[Dossier RE2020] #30 Adaptation : Un bâtiment peut-il être « futur ou climate-proof » ?

Rédigé par

Idriss KATHRADA

Directeur

6216 Dernière modification le 06/07/2020 - 12:00
[Dossier RE2020] #30 Adaptation : Un bâtiment peut-il être « futur ou climate-proof » ?

Le bâtiment est-il « futur ou climate-proof » ? C’est l’une des questions qui a émergé au cours de la décennie précédente, lors de l’élaboration de référentiels de bâtiments durables et d’autres initiatives sur l’impact du changement climatique pour le secteur immobilier. La réponse n’est pas aisée, non seulement parce que les bâtiments, aux usages et performances différenciés, sont érigés sur un territoire dans un environnement spécifique, mais aussi parce que l’ampleur du changement climatique reste soumise à des scénarii d’évolution différents. La variation entre 1,5° et 2° de réchauffement, telle qu’analysée et présentée dans le Rapport du GIEC en octobre 2018, s’accompagne d’impacts significativement différents, alors que la soutenabilité de ces objectifs est elle-même interrogée. 

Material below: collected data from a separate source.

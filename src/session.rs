//! Authenticated user context shared by the engines and the HTTP remote.

use std::sync::{Arc, PoisonError, RwLock};

use tokio::sync::watch;

/// Credentials of the signed-in account.
#[derive(Clone, PartialEq, Eq)]
pub struct UserSession {
    pub user_id: String,
    pub access_token: String,
}

impl std::fmt::Debug for UserSession {
    fn fmt(&self, formatter: &mut std::fmt::Formatter<'_>) -> std::fmt::Result {
        formatter
            .debug_struct("UserSession")
            .field("user_id", &self.user_id)
            .field("access_token", &"[REDACTED]")
            .finish()
    }
}

/// Cheaply clonable handle to the current session, if any.
///
/// Push and pull read the user id at the start of every run and abort when
/// nobody is signed in. Sign-ins and sign-outs are announced on a watch
/// channel carrying the current user id.
#[derive(Clone, Debug)]
pub struct Session {
    inner: Arc<RwLock<Option<UserSession>>>,
    changes: Arc<watch::Sender<Option<String>>>,
}

impl Default for Session {
    fn default() -> Self {
        let (changes, _) = watch::channel(None);
        Self {
            inner: Arc::new(RwLock::new(None)),
            changes: Arc::new(changes),
        }
    }
}

impl Session {
    pub fn new() -> Self {
        Self::default()
    }

    /// Watch the signed-in user id.
    pub fn subscribe(&self) -> watch::Receiver<Option<String>> {
        self.changes.subscribe()
    }

    pub fn signed_in(user_id: impl Into<String>, access_token: impl Into<String>) -> Self {
        let session = Self::new();
        session.login(user_id, access_token);
        session
    }

    pub fn login(&self, user_id: impl Into<String>, access_token: impl Into<String>) {
        let user_id = user_id.into();
        {
            let mut guard = self.inner.write().unwrap_or_else(PoisonError::into_inner);
            *guard = Some(UserSession {
                user_id: user_id.clone(),
                access_token: access_token.into(),
            });
        }
        self.changes.send_replace(Some(user_id));
    }

    /// Ends the session and returns the departing account.
    pub fn logout(&self) -> Option<UserSession> {
        let departed = self
            .inner
            .write()
            .unwrap_or_else(PoisonError::into_inner)
            .take();
        if departed.is_some() {
            self.changes.send_replace(None);
        }
        departed
    }

    pub fn current(&self) -> Option<UserSession> {
        self.inner
            .read()
            .unwrap_or_else(PoisonError::into_inner)
            .clone()
    }

    pub fn user_id(&self) -> Option<String> {
        self.current().map(|session| session.user_id)
    }

    pub fn access_token(&self) -> Option<String> {
        self.current().map(|session| session.access_token)
    }
}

Dans le cadre de l’expérimentation E+C-, l’attention a été particulièrement apportée à l’atteinte de niveaux de performances énergétique et carbone, à une construction plus compatible avec les objectifs déclarés dans la politique pluri-annuelle de l’énergie (PPE) et la stratégie nationale bas carbone (SNBC), et autant que possible au confort d’été. Les autres approches qui concourent à ces objectifs ont été développées parallèlement, notamment en relation avec plan national d’adaptation au changement climatique (PNACC 2) qu’il s’agisse de la prise en compte des sols, du végétal, de l’eau dans l’aménagement de la parcelle et la construction de l’ouvrage (cf article sur l’aménagement et l’empreinte environnementale dans ce dossier) ou encore de la vulnérabilité et d’adaptation au changement climatique des constructions.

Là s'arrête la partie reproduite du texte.